### The data:
#####

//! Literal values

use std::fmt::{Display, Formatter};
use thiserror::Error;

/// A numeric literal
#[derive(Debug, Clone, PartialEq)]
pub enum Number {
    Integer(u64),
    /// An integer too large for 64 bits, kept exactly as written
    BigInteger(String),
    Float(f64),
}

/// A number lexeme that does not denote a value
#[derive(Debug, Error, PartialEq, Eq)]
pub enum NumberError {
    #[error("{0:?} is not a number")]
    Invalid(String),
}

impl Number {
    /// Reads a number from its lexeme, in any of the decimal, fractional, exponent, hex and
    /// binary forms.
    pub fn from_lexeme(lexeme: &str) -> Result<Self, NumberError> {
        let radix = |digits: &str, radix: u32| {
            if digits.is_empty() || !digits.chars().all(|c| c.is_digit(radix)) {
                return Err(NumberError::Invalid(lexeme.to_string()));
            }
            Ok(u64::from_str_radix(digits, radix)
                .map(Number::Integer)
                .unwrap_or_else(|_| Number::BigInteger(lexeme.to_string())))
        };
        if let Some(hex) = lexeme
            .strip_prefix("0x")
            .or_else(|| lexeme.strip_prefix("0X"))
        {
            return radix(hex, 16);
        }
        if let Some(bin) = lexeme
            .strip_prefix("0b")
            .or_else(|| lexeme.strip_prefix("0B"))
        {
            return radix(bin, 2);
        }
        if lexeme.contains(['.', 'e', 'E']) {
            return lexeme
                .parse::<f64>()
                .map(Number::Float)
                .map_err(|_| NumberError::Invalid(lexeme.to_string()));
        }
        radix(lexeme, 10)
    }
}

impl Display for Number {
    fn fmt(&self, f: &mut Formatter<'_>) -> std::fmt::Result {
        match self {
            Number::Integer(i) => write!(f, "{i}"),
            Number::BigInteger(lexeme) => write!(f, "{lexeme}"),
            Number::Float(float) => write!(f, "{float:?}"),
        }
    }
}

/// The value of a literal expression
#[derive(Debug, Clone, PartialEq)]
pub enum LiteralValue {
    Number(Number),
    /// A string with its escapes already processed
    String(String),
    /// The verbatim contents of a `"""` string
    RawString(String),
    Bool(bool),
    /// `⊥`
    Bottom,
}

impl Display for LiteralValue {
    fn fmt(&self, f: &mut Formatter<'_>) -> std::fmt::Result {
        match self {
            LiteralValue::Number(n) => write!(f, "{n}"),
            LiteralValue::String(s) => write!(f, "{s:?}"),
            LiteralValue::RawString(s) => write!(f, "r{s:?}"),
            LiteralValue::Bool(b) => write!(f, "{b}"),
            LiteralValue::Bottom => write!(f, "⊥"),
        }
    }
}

#####

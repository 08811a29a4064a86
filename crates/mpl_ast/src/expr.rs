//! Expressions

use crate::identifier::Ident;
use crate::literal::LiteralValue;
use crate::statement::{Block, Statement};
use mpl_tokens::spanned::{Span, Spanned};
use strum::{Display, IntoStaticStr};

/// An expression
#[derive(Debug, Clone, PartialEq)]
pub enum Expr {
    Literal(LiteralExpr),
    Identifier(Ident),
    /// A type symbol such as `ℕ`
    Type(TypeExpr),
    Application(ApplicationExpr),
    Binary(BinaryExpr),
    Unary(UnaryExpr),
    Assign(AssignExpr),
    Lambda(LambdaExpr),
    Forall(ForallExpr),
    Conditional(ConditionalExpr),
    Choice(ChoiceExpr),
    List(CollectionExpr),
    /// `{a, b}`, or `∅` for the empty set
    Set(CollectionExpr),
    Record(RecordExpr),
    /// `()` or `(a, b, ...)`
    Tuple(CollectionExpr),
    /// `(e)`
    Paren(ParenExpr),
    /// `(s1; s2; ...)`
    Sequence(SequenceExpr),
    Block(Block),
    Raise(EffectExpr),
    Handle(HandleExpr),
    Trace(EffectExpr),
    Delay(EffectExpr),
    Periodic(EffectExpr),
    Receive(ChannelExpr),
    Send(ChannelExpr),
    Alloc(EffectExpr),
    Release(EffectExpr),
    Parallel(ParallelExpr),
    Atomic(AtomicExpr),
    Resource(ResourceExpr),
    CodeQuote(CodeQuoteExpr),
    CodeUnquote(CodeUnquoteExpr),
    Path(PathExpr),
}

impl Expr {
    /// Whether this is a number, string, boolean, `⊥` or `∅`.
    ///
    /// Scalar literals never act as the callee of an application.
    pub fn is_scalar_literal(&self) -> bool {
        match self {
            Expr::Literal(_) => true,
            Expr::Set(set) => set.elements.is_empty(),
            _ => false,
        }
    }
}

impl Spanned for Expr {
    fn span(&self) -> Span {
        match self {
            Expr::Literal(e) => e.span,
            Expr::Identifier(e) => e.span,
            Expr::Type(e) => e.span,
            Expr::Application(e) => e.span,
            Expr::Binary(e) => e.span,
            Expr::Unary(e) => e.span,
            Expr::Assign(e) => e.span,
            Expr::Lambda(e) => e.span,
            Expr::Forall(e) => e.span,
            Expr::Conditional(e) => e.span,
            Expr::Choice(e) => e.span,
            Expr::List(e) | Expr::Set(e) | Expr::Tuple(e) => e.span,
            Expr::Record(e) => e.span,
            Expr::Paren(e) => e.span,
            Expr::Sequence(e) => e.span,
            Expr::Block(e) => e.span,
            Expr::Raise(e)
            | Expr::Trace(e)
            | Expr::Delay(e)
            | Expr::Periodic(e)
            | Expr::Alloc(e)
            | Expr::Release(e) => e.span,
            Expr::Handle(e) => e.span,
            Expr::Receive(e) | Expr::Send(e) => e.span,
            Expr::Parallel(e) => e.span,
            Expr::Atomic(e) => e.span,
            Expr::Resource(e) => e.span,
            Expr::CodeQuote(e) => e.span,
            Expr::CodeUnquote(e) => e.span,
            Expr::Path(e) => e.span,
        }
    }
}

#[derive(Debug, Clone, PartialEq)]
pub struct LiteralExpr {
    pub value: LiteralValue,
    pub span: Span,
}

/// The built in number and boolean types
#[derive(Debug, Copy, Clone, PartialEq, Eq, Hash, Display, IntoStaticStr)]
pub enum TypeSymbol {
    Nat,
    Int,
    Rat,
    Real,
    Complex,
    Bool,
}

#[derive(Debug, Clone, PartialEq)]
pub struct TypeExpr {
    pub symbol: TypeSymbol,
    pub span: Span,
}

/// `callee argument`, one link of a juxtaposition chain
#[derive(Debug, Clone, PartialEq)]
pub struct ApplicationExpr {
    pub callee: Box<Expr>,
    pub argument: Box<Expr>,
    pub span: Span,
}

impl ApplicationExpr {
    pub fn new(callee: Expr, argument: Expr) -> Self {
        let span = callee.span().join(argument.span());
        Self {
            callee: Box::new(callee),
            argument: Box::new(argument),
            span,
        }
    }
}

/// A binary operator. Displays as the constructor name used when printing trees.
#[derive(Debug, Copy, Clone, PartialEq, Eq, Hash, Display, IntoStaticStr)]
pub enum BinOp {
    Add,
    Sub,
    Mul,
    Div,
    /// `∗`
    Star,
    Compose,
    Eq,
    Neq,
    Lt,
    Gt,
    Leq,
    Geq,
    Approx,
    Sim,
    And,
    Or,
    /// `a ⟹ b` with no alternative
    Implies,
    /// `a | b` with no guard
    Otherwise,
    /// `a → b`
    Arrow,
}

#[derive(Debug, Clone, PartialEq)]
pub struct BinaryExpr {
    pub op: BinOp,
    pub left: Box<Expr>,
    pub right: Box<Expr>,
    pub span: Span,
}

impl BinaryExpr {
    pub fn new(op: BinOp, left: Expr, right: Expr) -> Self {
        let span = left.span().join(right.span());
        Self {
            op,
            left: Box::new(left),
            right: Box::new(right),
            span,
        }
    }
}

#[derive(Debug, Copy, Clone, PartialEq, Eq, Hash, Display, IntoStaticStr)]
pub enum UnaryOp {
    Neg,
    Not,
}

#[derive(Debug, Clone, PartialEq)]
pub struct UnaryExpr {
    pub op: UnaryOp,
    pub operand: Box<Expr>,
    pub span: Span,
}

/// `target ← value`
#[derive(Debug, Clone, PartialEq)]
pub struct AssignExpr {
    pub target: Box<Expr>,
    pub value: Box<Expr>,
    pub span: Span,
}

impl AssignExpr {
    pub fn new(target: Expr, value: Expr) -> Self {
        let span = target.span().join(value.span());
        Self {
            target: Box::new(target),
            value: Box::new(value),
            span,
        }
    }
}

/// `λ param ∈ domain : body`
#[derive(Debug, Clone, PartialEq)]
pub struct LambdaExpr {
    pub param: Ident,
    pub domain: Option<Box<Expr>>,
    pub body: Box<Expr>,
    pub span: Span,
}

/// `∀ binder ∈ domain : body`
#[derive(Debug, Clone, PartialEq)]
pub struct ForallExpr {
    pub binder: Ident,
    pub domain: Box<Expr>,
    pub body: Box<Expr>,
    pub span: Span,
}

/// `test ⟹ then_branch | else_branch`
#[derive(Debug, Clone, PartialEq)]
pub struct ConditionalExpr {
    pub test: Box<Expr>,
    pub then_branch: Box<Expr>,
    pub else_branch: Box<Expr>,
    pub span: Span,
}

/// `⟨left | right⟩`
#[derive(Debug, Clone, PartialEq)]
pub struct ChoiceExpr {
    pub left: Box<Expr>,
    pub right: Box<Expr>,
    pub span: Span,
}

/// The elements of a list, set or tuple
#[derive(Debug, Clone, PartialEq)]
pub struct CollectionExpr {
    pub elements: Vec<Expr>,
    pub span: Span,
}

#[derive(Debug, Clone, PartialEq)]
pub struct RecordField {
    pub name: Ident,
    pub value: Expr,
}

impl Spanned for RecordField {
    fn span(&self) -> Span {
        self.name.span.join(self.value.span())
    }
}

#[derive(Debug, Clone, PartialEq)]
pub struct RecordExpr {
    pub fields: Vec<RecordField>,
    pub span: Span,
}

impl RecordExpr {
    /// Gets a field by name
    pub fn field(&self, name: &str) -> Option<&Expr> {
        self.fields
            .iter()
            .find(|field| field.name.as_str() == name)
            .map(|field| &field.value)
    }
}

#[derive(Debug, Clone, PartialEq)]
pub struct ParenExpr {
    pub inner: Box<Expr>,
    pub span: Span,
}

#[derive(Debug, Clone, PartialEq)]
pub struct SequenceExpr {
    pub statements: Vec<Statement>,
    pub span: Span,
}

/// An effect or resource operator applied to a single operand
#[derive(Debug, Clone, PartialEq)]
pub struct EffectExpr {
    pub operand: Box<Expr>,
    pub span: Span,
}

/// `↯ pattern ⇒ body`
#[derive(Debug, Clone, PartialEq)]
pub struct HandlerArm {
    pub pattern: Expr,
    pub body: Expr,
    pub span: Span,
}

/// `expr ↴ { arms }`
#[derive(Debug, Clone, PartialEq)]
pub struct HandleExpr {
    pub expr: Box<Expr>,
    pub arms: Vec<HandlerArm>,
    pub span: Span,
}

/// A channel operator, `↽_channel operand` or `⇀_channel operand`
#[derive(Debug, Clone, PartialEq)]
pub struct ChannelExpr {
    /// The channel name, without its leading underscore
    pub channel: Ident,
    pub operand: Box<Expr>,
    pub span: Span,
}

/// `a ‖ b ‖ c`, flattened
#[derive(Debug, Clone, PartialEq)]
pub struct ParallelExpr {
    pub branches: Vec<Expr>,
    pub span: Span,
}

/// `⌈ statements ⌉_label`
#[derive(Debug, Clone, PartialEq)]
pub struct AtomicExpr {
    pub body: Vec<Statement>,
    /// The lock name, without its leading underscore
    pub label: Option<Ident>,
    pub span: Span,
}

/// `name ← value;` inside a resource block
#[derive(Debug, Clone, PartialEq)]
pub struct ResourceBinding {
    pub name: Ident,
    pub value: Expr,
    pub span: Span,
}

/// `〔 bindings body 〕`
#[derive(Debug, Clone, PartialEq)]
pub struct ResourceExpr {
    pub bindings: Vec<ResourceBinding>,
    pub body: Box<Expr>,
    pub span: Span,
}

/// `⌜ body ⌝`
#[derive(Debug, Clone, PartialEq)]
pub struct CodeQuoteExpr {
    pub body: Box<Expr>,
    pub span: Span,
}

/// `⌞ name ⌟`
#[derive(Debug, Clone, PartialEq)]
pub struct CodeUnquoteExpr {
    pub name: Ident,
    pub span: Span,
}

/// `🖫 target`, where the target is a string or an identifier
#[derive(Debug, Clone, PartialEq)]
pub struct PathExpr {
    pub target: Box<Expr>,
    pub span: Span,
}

#####

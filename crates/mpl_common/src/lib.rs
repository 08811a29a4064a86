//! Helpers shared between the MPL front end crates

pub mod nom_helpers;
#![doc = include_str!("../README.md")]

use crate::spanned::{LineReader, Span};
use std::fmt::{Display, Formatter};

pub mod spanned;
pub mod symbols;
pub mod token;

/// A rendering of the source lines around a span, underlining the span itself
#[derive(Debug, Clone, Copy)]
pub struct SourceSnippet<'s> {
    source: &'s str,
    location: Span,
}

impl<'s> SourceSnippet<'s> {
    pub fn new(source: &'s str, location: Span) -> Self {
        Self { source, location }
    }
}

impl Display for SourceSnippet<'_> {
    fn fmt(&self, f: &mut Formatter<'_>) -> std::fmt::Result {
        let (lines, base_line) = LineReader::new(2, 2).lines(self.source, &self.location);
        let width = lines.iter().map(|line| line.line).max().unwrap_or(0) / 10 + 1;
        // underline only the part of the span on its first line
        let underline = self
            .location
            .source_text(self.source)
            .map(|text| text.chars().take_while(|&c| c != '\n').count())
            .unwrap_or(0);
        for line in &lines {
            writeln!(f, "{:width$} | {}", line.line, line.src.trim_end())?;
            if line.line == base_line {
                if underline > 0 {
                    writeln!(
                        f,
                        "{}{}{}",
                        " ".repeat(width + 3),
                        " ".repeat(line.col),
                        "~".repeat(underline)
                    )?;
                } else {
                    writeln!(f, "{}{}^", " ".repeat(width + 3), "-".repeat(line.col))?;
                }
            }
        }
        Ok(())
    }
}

#####

### What to work on:
Work through the data above line by line and give the number of lines in which "BinaryExpr" occurs. Add nothing else.

### Solution to the exercise:
3